— How to complete this task —
Restate each entry word for word, leaving nothing out.

— Supplied material —
// src/db/mod.rs
// DOCUMENTATION: Database module organization
// PURPOSE: Re-export database components

pub mod filter;
#[cfg(test)]
pub mod memory;
pub mod postgres;
pub mod repository;
pub mod store;

pub use filter::*;
#[cfg(test)]
pub use memory::*;
pub use postgres::*;
pub use repository::*;
pub use store::*;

— Finished exercise —
// src/db/mod.rs
// DOCUMENTATION: Database module organization
// PURPOSE: Re-export database components

pub mod filter;
#[cfg(test)]
pub mod memory;
pub mod postgres;
pub mod repository;
pub mod store;

pub use filter::*;
#[cfg(test)]
pub use memory::*;
pub use postgres::*;
pub use repository::*;
pub use store::*;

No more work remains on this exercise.